REQUIRED ACTION: If a line comes after the one containing "use crate::identity::Autocalculate;", leave it out; copy every line before it, and that line too, exactly as written, starting from the first line of the entries.

INFORMATION GIVEN:

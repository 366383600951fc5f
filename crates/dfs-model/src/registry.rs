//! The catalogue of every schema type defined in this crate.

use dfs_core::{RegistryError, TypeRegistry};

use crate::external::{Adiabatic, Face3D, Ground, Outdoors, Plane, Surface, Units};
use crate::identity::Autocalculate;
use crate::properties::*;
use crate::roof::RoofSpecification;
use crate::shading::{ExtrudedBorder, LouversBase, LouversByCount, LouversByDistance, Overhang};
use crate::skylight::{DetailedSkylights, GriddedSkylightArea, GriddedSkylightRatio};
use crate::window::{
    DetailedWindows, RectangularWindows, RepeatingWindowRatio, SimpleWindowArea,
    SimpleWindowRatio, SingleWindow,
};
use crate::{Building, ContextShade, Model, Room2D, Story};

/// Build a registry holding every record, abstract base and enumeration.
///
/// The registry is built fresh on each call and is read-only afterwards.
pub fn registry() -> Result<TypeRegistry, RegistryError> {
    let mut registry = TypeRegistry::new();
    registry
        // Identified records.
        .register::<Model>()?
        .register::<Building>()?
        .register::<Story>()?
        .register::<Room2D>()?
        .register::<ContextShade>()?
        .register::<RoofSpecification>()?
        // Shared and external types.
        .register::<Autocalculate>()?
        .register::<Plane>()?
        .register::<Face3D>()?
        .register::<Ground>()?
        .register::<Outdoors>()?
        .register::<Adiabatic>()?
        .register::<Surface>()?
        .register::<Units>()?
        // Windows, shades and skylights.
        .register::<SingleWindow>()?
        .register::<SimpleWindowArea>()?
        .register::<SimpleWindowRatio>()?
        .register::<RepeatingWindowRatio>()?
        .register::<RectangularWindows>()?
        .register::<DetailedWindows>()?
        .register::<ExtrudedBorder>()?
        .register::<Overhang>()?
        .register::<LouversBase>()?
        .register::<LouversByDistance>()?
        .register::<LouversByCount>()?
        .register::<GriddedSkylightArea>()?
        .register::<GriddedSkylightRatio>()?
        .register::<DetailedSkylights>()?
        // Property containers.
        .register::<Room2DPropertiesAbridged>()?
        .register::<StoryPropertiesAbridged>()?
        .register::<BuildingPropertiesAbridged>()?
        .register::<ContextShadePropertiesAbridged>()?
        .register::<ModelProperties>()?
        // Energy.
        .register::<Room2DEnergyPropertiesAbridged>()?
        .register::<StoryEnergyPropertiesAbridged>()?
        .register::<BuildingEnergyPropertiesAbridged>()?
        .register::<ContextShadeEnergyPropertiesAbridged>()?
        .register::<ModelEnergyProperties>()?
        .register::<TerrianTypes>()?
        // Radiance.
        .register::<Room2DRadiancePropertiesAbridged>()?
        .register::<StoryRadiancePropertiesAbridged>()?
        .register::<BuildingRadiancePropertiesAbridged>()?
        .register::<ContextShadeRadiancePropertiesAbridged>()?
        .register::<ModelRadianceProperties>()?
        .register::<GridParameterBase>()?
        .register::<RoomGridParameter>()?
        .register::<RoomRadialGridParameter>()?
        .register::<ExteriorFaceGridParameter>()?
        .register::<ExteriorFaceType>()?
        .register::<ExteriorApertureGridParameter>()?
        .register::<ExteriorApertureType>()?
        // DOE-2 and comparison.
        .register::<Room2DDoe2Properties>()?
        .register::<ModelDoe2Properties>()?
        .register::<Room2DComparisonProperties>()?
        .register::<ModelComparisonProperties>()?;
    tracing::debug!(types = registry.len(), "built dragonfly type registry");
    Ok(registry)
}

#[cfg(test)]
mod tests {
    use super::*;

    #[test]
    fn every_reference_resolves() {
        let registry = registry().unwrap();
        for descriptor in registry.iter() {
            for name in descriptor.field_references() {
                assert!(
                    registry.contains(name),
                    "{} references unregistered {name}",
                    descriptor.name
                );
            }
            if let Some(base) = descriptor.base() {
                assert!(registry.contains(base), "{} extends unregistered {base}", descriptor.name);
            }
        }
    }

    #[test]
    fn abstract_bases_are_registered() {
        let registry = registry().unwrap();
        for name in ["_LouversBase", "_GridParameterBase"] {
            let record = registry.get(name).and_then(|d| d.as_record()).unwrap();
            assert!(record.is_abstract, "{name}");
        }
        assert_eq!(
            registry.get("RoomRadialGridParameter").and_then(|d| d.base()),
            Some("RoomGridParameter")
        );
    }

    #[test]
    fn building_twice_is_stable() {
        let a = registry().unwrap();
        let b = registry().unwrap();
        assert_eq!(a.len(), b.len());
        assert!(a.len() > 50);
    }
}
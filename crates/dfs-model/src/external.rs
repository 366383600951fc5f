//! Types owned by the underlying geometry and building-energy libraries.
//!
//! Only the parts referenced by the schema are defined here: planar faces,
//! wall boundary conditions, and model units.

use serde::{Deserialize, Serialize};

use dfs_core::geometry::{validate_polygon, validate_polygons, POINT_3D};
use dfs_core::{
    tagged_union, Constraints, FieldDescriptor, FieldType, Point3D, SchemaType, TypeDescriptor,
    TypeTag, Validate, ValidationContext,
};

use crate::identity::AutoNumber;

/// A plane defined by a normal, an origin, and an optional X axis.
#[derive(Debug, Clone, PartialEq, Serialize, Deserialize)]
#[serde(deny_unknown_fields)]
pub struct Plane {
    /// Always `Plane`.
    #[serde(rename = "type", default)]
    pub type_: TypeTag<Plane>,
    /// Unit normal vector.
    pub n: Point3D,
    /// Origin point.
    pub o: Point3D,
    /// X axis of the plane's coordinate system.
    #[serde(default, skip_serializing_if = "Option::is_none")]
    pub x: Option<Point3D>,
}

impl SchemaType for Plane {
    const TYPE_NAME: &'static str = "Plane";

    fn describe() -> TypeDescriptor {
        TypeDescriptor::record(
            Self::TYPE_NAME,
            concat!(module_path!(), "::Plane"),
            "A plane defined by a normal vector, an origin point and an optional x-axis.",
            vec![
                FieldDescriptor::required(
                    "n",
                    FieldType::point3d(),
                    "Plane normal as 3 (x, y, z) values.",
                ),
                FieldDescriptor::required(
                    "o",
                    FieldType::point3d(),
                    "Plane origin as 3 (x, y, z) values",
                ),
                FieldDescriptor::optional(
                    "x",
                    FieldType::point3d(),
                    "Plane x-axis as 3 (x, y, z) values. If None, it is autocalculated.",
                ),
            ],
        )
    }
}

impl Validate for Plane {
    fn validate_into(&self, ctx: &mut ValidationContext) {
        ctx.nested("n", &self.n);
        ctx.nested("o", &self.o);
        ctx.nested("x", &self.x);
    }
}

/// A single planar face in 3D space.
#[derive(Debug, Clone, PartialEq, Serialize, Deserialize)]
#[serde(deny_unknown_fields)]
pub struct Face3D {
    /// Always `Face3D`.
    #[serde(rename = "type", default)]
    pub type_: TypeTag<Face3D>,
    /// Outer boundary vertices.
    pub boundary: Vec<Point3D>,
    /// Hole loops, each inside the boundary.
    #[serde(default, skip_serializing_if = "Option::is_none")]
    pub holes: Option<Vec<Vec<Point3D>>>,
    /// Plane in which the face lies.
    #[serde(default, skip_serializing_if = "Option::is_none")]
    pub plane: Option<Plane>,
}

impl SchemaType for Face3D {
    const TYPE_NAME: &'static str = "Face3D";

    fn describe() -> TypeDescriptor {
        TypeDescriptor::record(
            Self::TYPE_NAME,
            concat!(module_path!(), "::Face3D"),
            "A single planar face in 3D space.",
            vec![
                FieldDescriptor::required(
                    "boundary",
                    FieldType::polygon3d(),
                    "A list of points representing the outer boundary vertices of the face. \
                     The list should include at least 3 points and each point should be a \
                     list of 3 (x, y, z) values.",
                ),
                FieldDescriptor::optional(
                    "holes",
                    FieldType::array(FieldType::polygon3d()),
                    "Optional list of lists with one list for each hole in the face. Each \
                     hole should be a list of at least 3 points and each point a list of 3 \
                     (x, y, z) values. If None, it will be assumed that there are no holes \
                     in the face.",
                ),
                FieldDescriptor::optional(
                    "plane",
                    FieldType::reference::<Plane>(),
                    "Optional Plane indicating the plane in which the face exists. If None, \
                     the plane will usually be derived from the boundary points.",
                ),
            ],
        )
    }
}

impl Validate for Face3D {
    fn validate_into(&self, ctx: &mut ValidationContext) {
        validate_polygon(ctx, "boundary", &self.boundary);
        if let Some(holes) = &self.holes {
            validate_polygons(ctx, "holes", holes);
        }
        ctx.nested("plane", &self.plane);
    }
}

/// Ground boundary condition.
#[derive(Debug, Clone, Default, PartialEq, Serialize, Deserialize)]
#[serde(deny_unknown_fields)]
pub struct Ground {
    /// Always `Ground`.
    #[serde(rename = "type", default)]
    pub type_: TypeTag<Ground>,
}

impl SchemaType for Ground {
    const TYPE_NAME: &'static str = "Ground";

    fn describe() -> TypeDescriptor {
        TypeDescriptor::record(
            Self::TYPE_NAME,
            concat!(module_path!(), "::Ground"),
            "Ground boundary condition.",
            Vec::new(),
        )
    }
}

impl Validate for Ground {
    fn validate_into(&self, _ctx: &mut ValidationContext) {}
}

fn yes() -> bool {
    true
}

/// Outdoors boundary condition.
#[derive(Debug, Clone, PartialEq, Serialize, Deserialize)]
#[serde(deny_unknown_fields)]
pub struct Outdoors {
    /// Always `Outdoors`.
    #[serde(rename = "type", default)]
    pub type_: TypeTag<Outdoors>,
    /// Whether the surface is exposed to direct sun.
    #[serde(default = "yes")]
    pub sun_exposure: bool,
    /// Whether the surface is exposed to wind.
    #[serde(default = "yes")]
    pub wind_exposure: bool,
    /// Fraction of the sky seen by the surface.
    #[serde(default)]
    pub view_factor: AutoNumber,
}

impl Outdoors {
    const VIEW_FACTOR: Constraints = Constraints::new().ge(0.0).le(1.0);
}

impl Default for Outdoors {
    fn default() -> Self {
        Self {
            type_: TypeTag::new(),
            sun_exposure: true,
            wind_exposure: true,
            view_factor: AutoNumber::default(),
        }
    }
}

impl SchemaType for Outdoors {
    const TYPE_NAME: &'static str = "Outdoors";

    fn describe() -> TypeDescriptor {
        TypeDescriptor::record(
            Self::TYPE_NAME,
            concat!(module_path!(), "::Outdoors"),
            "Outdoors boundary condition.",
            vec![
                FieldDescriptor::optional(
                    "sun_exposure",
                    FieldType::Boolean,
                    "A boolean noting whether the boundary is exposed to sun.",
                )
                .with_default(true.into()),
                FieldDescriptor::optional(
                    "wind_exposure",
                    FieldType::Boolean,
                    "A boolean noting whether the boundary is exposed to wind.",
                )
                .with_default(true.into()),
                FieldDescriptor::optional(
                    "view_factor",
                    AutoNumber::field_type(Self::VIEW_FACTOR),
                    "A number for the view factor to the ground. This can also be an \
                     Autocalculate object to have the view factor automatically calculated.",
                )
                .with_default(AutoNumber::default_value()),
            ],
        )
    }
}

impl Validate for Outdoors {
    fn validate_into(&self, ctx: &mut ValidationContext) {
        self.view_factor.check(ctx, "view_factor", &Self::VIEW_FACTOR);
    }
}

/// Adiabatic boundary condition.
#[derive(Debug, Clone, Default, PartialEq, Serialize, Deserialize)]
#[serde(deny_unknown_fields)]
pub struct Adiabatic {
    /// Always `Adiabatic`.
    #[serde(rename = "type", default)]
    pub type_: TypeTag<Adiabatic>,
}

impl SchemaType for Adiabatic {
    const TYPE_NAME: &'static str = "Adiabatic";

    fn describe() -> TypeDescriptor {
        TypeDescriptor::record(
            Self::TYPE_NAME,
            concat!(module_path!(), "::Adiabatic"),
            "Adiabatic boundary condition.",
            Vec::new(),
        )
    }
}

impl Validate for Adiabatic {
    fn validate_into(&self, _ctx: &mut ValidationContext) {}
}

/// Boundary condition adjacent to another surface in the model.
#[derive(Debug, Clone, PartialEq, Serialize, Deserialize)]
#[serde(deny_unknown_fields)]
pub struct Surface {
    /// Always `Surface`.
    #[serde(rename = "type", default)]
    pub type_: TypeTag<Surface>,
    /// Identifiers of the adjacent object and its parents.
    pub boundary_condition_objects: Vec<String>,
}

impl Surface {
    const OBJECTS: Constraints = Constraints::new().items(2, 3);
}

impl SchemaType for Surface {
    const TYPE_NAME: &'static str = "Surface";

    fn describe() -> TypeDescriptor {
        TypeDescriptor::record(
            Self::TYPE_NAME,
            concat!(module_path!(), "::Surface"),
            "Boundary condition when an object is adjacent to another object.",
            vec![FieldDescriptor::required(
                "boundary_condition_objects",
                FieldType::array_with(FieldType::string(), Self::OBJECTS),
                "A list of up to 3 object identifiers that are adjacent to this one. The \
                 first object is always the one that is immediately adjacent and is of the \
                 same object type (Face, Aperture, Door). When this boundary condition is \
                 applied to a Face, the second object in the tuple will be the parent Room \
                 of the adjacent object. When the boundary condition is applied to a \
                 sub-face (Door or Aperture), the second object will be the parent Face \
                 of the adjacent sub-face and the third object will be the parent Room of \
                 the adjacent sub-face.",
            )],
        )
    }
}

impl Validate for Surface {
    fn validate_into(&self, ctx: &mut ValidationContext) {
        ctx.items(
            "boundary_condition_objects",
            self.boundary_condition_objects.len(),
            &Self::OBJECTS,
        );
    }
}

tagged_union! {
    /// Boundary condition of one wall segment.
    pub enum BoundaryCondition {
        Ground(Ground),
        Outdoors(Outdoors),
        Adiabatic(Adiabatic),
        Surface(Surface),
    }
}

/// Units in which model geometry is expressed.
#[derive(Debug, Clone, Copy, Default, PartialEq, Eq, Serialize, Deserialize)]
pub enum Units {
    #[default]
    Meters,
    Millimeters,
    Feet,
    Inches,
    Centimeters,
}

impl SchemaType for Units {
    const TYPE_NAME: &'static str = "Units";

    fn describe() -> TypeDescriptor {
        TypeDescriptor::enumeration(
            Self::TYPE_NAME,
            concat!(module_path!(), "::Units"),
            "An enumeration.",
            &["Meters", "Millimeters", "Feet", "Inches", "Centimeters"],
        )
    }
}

ANSWER SECTION:
repository 366383600951fc5f
filename crates/dfs-model/src/registry.rs
//! The catalogue of every schema type defined in this crate.

use dfs_core::{RegistryError, TypeRegistry};

use crate::external::{Adiabatic, Face3D, Ground, Outdoors, Plane, Surface, Units};
use crate::identity::Autocalculate;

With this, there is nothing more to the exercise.